[EXERCISE PROMPT]: In the listing below, every line with the word "Forbidden" needs to be copied.

[DATASET RECORDS]:
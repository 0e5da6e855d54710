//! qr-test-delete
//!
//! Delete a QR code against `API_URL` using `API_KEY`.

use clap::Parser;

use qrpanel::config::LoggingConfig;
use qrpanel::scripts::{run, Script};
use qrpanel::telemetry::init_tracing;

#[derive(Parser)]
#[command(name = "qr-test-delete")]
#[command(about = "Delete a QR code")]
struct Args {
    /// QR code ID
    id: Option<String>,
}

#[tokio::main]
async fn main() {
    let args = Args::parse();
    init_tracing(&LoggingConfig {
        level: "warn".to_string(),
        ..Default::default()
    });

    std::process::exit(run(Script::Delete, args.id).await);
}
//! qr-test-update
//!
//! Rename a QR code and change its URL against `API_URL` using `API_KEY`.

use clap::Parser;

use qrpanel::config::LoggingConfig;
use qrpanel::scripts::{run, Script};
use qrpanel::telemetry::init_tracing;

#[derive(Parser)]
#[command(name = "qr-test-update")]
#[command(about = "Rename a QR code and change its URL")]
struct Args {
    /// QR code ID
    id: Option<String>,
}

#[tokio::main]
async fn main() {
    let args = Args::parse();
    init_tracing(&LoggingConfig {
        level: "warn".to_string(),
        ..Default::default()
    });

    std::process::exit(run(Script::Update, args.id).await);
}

--

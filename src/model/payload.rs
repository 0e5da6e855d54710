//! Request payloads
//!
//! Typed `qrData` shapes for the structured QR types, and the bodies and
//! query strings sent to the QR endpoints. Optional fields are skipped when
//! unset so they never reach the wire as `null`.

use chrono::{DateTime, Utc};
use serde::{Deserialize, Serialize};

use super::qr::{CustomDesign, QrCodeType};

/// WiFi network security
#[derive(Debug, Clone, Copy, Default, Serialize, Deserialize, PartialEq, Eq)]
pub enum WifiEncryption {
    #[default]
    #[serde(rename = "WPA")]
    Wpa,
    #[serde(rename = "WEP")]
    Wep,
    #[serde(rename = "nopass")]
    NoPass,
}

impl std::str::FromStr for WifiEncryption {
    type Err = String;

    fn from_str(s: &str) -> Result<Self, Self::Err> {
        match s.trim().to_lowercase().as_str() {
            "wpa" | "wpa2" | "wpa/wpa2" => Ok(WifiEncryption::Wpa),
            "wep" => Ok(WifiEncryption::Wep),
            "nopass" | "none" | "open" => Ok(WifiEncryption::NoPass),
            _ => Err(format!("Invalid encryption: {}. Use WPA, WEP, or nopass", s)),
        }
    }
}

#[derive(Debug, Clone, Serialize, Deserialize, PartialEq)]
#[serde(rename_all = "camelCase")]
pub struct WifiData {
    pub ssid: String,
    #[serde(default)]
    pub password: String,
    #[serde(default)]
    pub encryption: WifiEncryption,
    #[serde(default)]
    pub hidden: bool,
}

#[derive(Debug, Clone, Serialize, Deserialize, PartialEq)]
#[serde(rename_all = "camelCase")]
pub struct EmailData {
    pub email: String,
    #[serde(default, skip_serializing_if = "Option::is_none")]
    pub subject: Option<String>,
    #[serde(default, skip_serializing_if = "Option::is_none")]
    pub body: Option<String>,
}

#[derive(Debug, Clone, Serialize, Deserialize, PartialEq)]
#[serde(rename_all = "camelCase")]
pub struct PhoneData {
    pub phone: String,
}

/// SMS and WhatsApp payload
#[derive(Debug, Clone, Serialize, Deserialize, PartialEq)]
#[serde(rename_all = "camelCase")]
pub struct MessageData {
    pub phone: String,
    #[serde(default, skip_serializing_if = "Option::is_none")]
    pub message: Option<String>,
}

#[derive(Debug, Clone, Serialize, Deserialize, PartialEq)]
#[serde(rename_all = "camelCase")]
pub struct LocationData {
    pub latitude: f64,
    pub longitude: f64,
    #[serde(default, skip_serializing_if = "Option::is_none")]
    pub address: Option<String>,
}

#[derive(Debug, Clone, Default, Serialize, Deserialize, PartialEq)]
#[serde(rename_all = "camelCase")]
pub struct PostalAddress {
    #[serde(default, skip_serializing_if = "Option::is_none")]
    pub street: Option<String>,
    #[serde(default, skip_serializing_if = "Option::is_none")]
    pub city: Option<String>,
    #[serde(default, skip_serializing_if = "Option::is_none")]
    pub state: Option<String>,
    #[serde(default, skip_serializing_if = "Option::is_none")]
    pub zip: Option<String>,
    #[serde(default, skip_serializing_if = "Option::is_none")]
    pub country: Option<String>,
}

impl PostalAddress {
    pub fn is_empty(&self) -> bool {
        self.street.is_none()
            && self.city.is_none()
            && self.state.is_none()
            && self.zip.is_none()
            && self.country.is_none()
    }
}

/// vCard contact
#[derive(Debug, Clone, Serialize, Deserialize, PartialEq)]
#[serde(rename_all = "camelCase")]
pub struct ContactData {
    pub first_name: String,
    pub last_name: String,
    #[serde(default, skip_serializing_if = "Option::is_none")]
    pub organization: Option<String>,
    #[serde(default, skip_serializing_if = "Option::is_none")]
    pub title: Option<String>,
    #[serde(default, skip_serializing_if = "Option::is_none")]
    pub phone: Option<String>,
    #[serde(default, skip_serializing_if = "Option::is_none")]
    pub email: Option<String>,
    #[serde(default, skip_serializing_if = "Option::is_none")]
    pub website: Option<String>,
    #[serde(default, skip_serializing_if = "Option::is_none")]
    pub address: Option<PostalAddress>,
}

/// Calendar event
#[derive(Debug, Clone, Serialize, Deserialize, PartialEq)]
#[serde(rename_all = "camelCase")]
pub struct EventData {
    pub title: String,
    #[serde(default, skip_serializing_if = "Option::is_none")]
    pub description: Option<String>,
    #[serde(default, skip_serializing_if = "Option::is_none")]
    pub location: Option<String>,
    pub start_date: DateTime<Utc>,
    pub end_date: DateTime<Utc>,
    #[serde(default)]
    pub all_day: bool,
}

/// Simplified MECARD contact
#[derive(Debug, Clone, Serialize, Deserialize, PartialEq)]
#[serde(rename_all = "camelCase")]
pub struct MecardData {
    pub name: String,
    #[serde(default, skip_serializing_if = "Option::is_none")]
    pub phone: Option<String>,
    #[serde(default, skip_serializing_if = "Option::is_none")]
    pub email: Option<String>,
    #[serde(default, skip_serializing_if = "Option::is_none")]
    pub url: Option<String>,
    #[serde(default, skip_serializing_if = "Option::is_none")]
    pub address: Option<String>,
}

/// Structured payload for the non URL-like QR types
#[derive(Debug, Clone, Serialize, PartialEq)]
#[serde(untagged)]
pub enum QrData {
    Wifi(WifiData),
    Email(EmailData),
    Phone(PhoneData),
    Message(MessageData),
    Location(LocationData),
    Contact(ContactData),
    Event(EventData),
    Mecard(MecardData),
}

* * *

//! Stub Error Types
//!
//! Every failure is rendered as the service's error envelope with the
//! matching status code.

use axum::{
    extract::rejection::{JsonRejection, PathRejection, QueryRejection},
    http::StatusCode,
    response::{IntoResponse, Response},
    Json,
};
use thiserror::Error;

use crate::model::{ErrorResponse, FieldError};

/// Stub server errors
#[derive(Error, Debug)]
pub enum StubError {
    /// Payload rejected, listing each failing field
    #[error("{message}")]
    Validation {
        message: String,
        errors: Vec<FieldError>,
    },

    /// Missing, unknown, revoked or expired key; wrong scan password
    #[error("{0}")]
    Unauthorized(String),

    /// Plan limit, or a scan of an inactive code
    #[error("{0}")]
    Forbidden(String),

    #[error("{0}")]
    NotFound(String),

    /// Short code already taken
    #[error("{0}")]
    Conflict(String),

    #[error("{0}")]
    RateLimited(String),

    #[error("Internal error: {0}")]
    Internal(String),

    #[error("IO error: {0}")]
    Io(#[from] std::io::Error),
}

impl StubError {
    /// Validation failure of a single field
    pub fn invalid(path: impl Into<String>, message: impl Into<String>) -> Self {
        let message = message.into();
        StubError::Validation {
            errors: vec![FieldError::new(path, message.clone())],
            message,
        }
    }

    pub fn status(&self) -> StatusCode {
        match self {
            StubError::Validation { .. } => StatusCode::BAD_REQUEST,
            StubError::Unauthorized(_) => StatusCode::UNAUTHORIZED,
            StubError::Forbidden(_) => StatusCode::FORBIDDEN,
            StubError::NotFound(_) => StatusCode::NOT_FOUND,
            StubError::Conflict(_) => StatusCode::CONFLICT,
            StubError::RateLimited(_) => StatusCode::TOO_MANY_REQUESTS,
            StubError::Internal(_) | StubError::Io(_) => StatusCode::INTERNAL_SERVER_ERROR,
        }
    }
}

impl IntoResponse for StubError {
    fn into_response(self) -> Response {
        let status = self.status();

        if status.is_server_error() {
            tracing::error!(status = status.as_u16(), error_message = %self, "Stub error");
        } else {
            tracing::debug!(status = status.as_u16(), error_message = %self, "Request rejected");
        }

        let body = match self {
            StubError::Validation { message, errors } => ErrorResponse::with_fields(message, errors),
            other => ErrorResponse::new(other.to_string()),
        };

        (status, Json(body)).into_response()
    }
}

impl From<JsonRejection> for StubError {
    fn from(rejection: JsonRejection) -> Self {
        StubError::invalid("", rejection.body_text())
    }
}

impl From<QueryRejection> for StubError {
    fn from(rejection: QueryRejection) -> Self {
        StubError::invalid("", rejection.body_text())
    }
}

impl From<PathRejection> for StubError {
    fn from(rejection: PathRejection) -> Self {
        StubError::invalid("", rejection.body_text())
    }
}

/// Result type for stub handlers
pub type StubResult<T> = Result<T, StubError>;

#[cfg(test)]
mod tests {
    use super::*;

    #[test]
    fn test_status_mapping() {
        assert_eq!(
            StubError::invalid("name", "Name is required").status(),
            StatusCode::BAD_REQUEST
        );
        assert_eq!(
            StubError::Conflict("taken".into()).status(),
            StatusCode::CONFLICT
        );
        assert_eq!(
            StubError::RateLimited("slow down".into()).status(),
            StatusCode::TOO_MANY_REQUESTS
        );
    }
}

[FINAL ANSWER]:
    Forbidden(String),
            StubError::Forbidden(_) => StatusCode::FORBIDDEN,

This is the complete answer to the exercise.